テレワークの実施率は、企業規模や業種によって差があり、大企業や情報通信業で実施率が高いことが各種の調査で分かっている2。また最近では、NTTグループが、在宅勤務等のリモートワークを基本とする制度を導入するなど、企業によっては実施を徹底する事例もある。在宅勤務は一定程度、国内における働き方の一つとして定着したと言えるだろう。
図表1 コロナ禍前(2020年1月頃)と比べた在宅勤務の利用状況
 
1 2021 年3月調査までは「在宅勤務などのテレワーク」、同年7月調査以降は「在宅勤務」として尋ねた。
2 例えば厚生労働省委託事業「令和2年度テレワークの労務管理に関する総合的実態研究事業」による三菱 UFJ リサーチ&コンサルティング(2021年)「テレワークの労務管理等に関する実態調査」 速報版。
2|テレワークを行う場所
(1)サテライトオフィスの利用状況
次に、テレワークを行う場所についてみていきたい。ニッセイ基礎研究所のコロナ調査によると、サテライトオフィスの利用状況は、設問を設けた2021年7月以降、コロナ禍前に比べた増加層(「増加」と「やや増加」の合計)は3~4%前後のままほとんど拡大していない。
図表2 コロナ禍前(2020年1月頃)と比べたサテライトオフィスの利用状況
(2)ワーケーション施設の利用状況
次に、ワーケーション施設の利用についても、設問を設けた2021年7月以降、コロナ禍前に比べた増加層(「増加」と「やや増加」の合計)は2~3%前後のままほとんど拡大していない。

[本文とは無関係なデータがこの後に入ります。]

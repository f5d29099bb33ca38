// Copyright 2025 eraflo
//
// Licensed under the Apache License, Version 2.0 (the "License");
// you may not use this file except in compliance with the License.
// You may obtain a copy of the License at
//
//     http://www.apache.org/licenses/LICENSE-2.0
//
// Unless required by applicable law or agreed to in writing, software
// distributed under the License is distributed on an "AS IS" BASIS,
// WITHOUT WARRANTIES OR CONDITIONS OF ANY KIND, either express or implied.
// See the License for the specific language governing permissions and
// limitations under the License.

//! Provides the 2D mathematics primitives used by the simulation.
//!
//! All angular functions in this module operate in **radians**.

// --- Fundamental Constants ---

/// A small constant for floating-point comparisons.
pub const EPSILON: f32 = 1e-5;

pub use std::f32::consts::{FRAC_PI_2, PI, TAU};

// --- Declare Sub-Modules ---

pub mod geometry;
pub mod vector;

// --- Re-export Principal Types ---

pub use self::geometry::Aabb;
pub use self::vector::Vec2;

従って、企業がテレワークを実施する際にも、これらの外部施設を活用する事例はわずかにとどまっており、大部分は自宅で作業をしていると考えられる。
図表3 コロナ禍前(2020年1月頃)と比べたワーケーション施設の利用状況
3|在宅勤務に対する評価
これまでに、官公庁や主要な経済団体等から出されたテレワークや在宅勤務に関する調査報告書等をみると、課題として挙げられている主なものは、仕事の生産性や、企業による労務管理、従業員同士のコミュニケーション不足や人材育成、セキュリティ確保、テレワークできる人とできない人との不公平感などである。しかし全体としては、テレワークや在宅勤務経験者の大半が継施実施を希望していることなどから、テレワークや在宅勤務を評価するものが多い3。ただし、いずれの調査報告書等も、働く人や企業の立場から評価しており、現時点では、働く人の家族の視点から評価したり、課題を検討したりしているものは少ない。
 
3 厚生労働省「これからのテレワークでの働き方に関する検討会」による「これからのテレワークでの働き方に関する検討会報告書」(2020年12月)

3――在宅勤務など働き方の変化

3――在宅勤務など働き方の変化によって家族が受けた影響

1|影響を受けた割合とその内容
ここからは、働く人の家族に視点を移して、在宅勤務の影響を見ていきたい。まず、コロナ禍に入って、家族の働き方に変化があった人がどれぐらいいるかについて、ニッセイ基礎研究所の「第8回 新型コロナによる暮らしの変化に関する調査」を用いた基礎研レポート4を引用しながら説明したい。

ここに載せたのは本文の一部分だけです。